İktidarın önümüzdeki dönemde uygulayacağı ekonomi politikalarına ilişkin olarak Mehmet Şimşek’in Hazine ve Maliye Bakanı yapılmasını Kemal Derviş benzetmesiyle 2001 krizi ve sonrasına benzetenler olduğu gibi, yaşanan krizin büyüklüğü ve kapsamı açısından 24 Ocak 1980’e benzetenler de var. Her iki durumda da emekçilerin, çiftçilerin kazanılmış hak olarak gördükleri haklarını kaybettiği, sendikal örgütlenmelerin gerilediği, yoksullaşmanın arttığı düşünülürse özellikle 2024 yerel seçimlerinden sonra ekonomik saldırıların diğer alanları da içererek büyüyeceği söylenebilir. Saray/ AKP/ MHP bloğunun ekonomi dışı alanlarda da gerici/ faşist düzenleme ve baskıları sürdüreceğini, siyasal krizi kendi lehine çevirmek için yeni hamleler içine gireceğini beklemek gerekiyor. Hem burjuva kutuplar arası, hem de seçmen düzeyindeki pata pat durumunu kırarak sürekli iktidar arayışı içinde oldukları açıktır.

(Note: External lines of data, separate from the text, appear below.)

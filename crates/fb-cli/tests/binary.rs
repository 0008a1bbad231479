//! Runs of the `fastbound-import` binary: exit status, stderr and output file.

use std::path::{Path, PathBuf};
use std::process::{Command, Output};

use rust_xlsxwriter::Workbook;
use tempfile::TempDir;

fn fastbound_import() -> Command {
    let mut cmd = Command::new(env!("CARGO_BIN_EXE_fastbound-import"));
    cmd.env_remove("RUST_LOG");
    cmd
}

fn write_sheet(path: &Path, headers: &[&str], rows: &[&[&str]]) {
    let mut workbook = Workbook::new();
    let sheet = workbook.add_worksheet();
    for (col, header) in headers.iter().enumerate() {
        sheet.write_string(0, col as u16, *header).expect("write header");
    }
    for (row_idx, row) in rows.iter().enumerate() {
        for (col, value) in row.iter().enumerate() {
            sheet
                .write_string((row_idx + 1) as u32, col as u16, *value)
                .expect("write cell");
        }
    }
    workbook.save(path).expect("save workbook");
}

struct Run {
    dir: TempDir,
    atf: PathBuf,
    fastbound: PathBuf,
    out: PathBuf,
}

impl Run {
    fn new(template: &[&str]) -> Self {
        let dir = TempDir::new().expect("tempdir");
        let atf = dir.path().join("atf.xlsx");
        let fastbound = dir.path().join("fastbound.xlsx");
        let out = dir.path().join("out.xlsx");
        write_sheet(
            &atf,
            &["Serial", "Maker"],
            &[&["A100", "Ruger"], &["B200", "Colt"]],
        );
        write_sheet(&fastbound, template, &[]);
        Self {
            dir,
            atf,
            fastbound,
            out,
        }
    }

    fn run(&self, extra: &[&str]) -> Output {
        fastbound_import()
            .arg("--atf")
            .arg(&self.atf)
            .arg("--fastbound")
            .arg(&self.fastbound)
            .arg("--out")
            .arg(&self.out)
            .args(["--color", "never"])
            .args(extra)
            .current_dir(self.dir.path())
            .output()
            .expect("run fastbound-import")
    }
}

fn stderr(output: &Output) -> String {
    String::from_utf8_lossy(&output.stderr).into_owned()
}

#[test]
fn success_logs_done_and_totals() {
    let run = Run::new(&["Serial Number", "Manufacturer"]);

    let output = run.run(&["--strict"]);

    let stderr = stderr(&output);
    assert_eq!(output.status.code(), Some(0), "stderr: {stderr}");
    assert!(stderr.contains("Done"), "stderr: {stderr}");
    assert!(stderr.contains("FastBound columns"), "stderr: {stderr}");
    assert!(run.out.exists());
}

#[test]
fn unmapped_columns_without_strict_still_succeed() {
    let run = Run::new(&["Serial Number", "Cost"]);

    let output = run.run(&[]);

    let stderr = stderr(&output);
    assert_eq!(output.status.code(), Some(0), "stderr: {stderr}");
    assert!(stderr.contains("Done"), "stderr: {stderr}");
}

#[test]
fn strict_failure_exits_two_without_done() {
    let run = Run::new(&["Serial Number", "Cost"]);

    let output = run.run(&["--strict"]);

    let stderr = stderr(&output);
    assert_eq!(output.status.code(), Some(2), "stderr: {stderr}");
    assert!(
        stderr.contains("error: 1 FastBound columns were not mapped. See 'Mapping Report'."),
        "stderr: {stderr}"
    );
    assert!(!stderr.contains("Done"), "stderr: {stderr}");
    assert!(run.out.exists());
}

#[test]
fn missing_input_exits_one() {
    let run = Run::new(&["Serial Number"]);
    std::fs::remove_file(&run.atf).expect("remove atf");

    let output = run.run(&[]);

    let stderr = stderr(&output);
    assert_eq!(output.status.code(), Some(1), "stderr: {stderr}");
    assert!(stderr.contains("error: ATF record not found"), "stderr: {stderr}");
    assert!(!stderr.contains("Done"), "stderr: {stderr}");
    assert!(!run.out.exists());
}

Sosyalistler, devrimciler, yaşam ve emek savunucusu tüm güçler önümüzdeki dönemin yeni ve olası çatışma alanlarını, muhalefet dinamiklerini saptayarak ortak ve fiili bir mücadeleyi örgütlenmenin yol ve yöntemlerini bulmak zorundadır. Durum tespiti yapmanın ötesine geçip yapılan tespitlere göre örgütlenme araçlarını ve alanlarını da yaratmak gerekmektedir. Emek hareketi ile birlikte toplumsal muhalefetin gerilemesinin önemli nedenlerinden birinin de sosyalist ve devrimci hareketin dağınıklığı ve güçsüzlüğü olduğunu daha fazla göz ardı edemeyiz.